Relatedly, in Anti-Intellectualism in American Life, Richard Hofstadter identified a fundamentalist “revolt against modernity.” He only briefly mentioned Machen as the “highbrow fundamentalist” mentor of Carl McIntire, missing Machen's enormous influence on what Hofstadter identified as the “comprehensive world view” that became the driving force for “the fundamentalist mind.”Footnote 130 Machen's outsized intellectual influence on fundamentalism's “revolt against modernity” emerged from his transnational reckoning with the sexual binaries undergirding modernity earlier and more deeply than his fundamentalist contemporaries. While the textualist theology (and politics) that Machen articulated sounded like a call to ancient (or colonial) wisdom, like an ideological antimodernity, it was reactionary (in the literal sense). It formed out of a strong normative stake in the modern “homo/heterosexual” binary. This “straight doxy” was, in fact, a powerful countermodernity lent greater ideological power by its claims to timeless scriptural authority—purportedly unchanging and thus permanently un-queered.
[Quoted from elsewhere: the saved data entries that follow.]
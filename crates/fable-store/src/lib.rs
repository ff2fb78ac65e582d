//! Client-side persistence for the Fable skin manager.
//!
//! A [`KvStore`] is a minimal single-key string store: the analog of the
//! browser's localStorage. [`LocalStore`] layers the skin-document
//! contract on top -- fingerprint scoping, lazy invalidation, and
//! whole-document atomic writes.

mod file;
mod local;
mod memory;

pub use file::FileStore;
pub use local::{LocalStore, STORAGE_KEY};
pub use memory::MemoryStore;

use fable_types::Result;

/// A persistent string-keyed, string-valued store.
///
/// Implementations must make `put` atomic per key: a reader never
/// observes a partially written value.
pub trait KvStore {
    /// Read the value stored under `key`, if any.
    fn get(&self, key: &str) -> Result<Option<String>>;

    /// Overwrite the value stored under `key`.
    fn put(&mut self, key: &str, value: &str) -> Result<()>;

    /// Remove the value stored under `key`. Removing an absent key is
    /// not an error.
    fn remove(&mut self, key: &str) -> Result<()>;
}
In 1905 and 1906, despondency over his own queerness seemed to drive J. Gresham Machen, a bright young American in Germany, to despair of his chosen career in ministry and his own moral character. It drove him away from the most inspiring professor he had ever heard. It drove him to the conclusion that “Calvinism is a very comforting doctrine indeed.” It drove him to teach and defend a rigid faith resting on an inerrant Bible rather than dynamic pluralism as he became America's leading fundamentalist intellectual. It drove him to “un-queer” the theology that he passed to his students—the theology that remains the ideological calling card of evangelicalism still today.